Foto: Getty Images/AFP/A. Shazly
Ícone da revolução
A estudante de arquitetura Alaa Salah tornou-se a face da revolução. Quando subiu ao telhado de um carro em abril para falar com os manifestantes, um fotógrafo atento fez esta imagem. Desde então, ela tem sido partilhada inúmeras vezes nas redes sociais. Fotos como estas tornaram-se uma parte importante da revolução, porque convidam os cidadãos a identificarem-se com os protestos.
Foto: Getty Images/AFP
Solidariedade internacional
Graças às plataformas sociais online, a notícia dos protestos no Sudão rapidamente correu o mundo. E logo mereceram apoio internacional, como aqui em Edimburgo, Escócia. Recentemente os ministros dos Negócios Estrangeiros da União Europeia também se fizeram ouvir: "A UE apela ao fim imediato de toda a violência contra o povo sudanês", disseram numa declaração oficial.
No entanto, a oposição ao exército no poder não é consensual. Muitos sudaneses apoiam os militares, porque acreditam que só uma governação autoritária pode conduzir o país a um futuro próspero. Os apoiantes dos militares consideram que o General Abdel Fattah Burhan, presidente do Conselho Militar, representado no cartaz, reúne as condições para cumprir a tarefa.
Foto: Getty Images/AFP/A. Shazly
À espera
Mas a eminência parda General Mohammed Hamdan Daglu, conhecido por Hemeti, é tido como o homem forte do regime de transição. Daglu comandou a tropa que reprimiu os protestos em frente ao quartel-general militar. Durante a guerra do Darfur, liderou as milícias Janjaweed, que combateram brutalmente os rebeldes. Os manifestantes temem que ele possa vir a ser o novo governante do país.
Foto: Reuters/M.N. Abdallah
O Golfo preocupado
Políticos de outros países árabes também olham com nervosismo para o Sudão.
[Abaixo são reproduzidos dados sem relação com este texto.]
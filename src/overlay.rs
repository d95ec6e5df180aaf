//! Optional visual overlay for a running session.
//!
//! A sink sees every frame together with its thresholded detections and can ask
//! the session to stop. Rendering problems are the sink's own: the session logs
//! them and keeps going.
//!
//! Boxes are drawn as outlines only, without a class caption: the crate carries
//! no font rasterizer. The class names for each frame are in the session's
//! debug log and in `detect_once --json`.

use anyhow::{Context, Result};
use image::{Rgb, RgbImage};
use std::path::{Path, PathBuf};
use std::sync::atomic::{AtomicBool, Ordering};
use std::sync::Arc;

use crate::detect::{Detection, DetectionResult};
use crate::frame::Frame;

const SNAPSHOT_JPEG_QUALITY: u8 = 90;
const BOX_COLOR: Rgb<u8> = Rgb([0, 255, 0]);
const BOX_THICKNESS: u32 = 2;

#[derive(Clone, Copy, Debug, PartialEq, Eq)]
pub enum OverlayControl {
    Continue,
    /// Stop the session without closing the window.
    Quit,
}

pub trait OverlaySink: Send {
    fn render(&mut self, frame: &Frame, result: &DetectionResult) -> Result<OverlayControl>;
}

/// Writes the latest annotated frame to a JPEG file.
///
/// The file is replaced atomically so a viewer polling it never reads a partial
/// image. Setting the shared quit flag ends the session at the next frame.
pub struct SnapshotOverlay {
    path: PathBuf,
    quit: Arc<AtomicBool>,
    frames_written: u64,
}

impl SnapshotOverlay {
    pub fn new(path: impl Into<PathBuf>, quit: Arc<AtomicBool>) -> Self {
        Self {
            path: path.into(),
            quit,
            frames_written: 0,
        }
    }

    pub fn path(&self) -> &Path {
        &self.path
    }

    pub fn frames_written(&self) -> u64 {
        self.frames_written
    }

    fn write_snapshot(&self, image: RgbImage, sequence: u64) -> Result<()> {
        let jpeg = Frame::from_rgb_image(image, sequence).encode_jpeg(SNAPSHOT_JPEG_QUALITY)?;
        let tmp = self.path.with_extension("jpg.tmp");
        std::fs::write(&tmp, jpeg)
            .with_context(|| format!("write overlay snapshot {}", tmp.display()))?;
        std::fs::rename(&tmp, &self.path)
            .with_context(|| format!("replace overlay snapshot {}", self.path.display()))?;
        Ok(())
    }
}

impl OverlaySink for SnapshotOverlay {
    fn render(&mut self, frame: &Frame, result: &DetectionResult) -> Result<OverlayControl> {
        if self.quit.load(Ordering::SeqCst) {
            return Ok(OverlayControl::Quit);
        }
        let mut image = frame.to_rgb_image()?;
        for detection in &result.detections {
            draw_box(&mut image, detection);
        }
        self.write_snapshot(image, frame.sequence)?;
        self.frames_written += 1;
        Ok(OverlayControl::Continue)
    }
}

/// Sink that draws nothing and only relays the quit flag.
pub struct QuitSignal {
    quit: Arc<AtomicBool>,
}

impl QuitSignal {
    pub fn new(quit: Arc<AtomicBool>) -> Self {
        Self { quit }
    }
}

impl OverlaySink for QuitSignal {
    fn render(&mut self, _frame: &Frame, _result: &DetectionResult) -> Result<OverlayControl> {
        if self.quit.load(Ordering::SeqCst) {
            Ok(OverlayControl::Quit)
        } else {
            Ok(OverlayControl::Continue)
        }
    }
}

/// Outline a centre-based detection box, clipped to the image. No label text.
pub fn draw_box(image: &mut RgbImage, detection: &Detection) {
    let (width, height) = image.dimensions();
    if width == 0 || height == 0 {
        return;
    }
    let (left, top, right, bottom) = detection.bounds();
    let clamp = |value: f32, max: u32| -> u32 { value.max(0.0).min((max - 1) as f32) as u32 };
    let (x0, x1) = (clamp(left, width), clamp(right, width));
    let (y0, y1) = (clamp(top, height), clamp(bottom, height));
    if x0 >= x1 || y0 >= y1 {
        return;
    }

    for offset in 0..BOX_THICKNESS {
        let top_row = (y0 + offset).min(y1);
        let bottom_row = y1.saturating_sub(offset).max(y0);
        for x in x0..=x1 {
            image.put_pixel(x, top_row, BOX_COLOR);
            image.put_pixel(x, bottom_row, BOX_COLOR);
        }
        let left_col = (x0 + offset).min(x1);
        let right_col = x1.saturating_sub(offset).max(x0);
        for y in y0..=y1 {
            image.put_pixel(left_col, y, BOX_COLOR);
            image.put_pixel(right_col, y, BOX_COLOR);
        }
    }
}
Por exemplo, Mohamed bin Zayad al-Nahyan, o Príncipe Herdeiro dos Emirados Árabes Unidos. Tal como a Arábia Saudita, os Emirados Árabes Unidos temem que o protesto possa ser um exemplo de uma revolução popular bem-sucedida na região, pondo em questão governos autoritários. Ambos os países apoiam os militares sudaneses.
Foto: picture-alliance/AP Photo/Ministry of Presidential Affairs/M. Al Hammadi
Os vizinhos a norte
Também no Cairo se olha com preocupação para Cartum. O Governo do Presidente Abdel-Fattah al-Sisi receia que a Irmandade Muçulmana possa ganhar influência no Sudão - precisamente o grupo contra o qual o Governo egípcio está a agir com todas as suas forças no seu próprio país. Se a Irmandade Muçulmana se estabelecesse no Sudão, poderia, a partir daí, voltar a exercer uma forte influência no Egito.
Foto: picture-alliance/Photoshot/MENA
Protestos sem fim à vista
No Sudão prosseguem os protestos. No dia 14 de junho, Sadiq al-Mahdi, uma das principais figuras da oposição do país durante décadas, exigiu uma investigação da evacuação violenta do campo de protesto. É algo que não pode agradar aos militares. As tensões poderão voltar a agravar-se.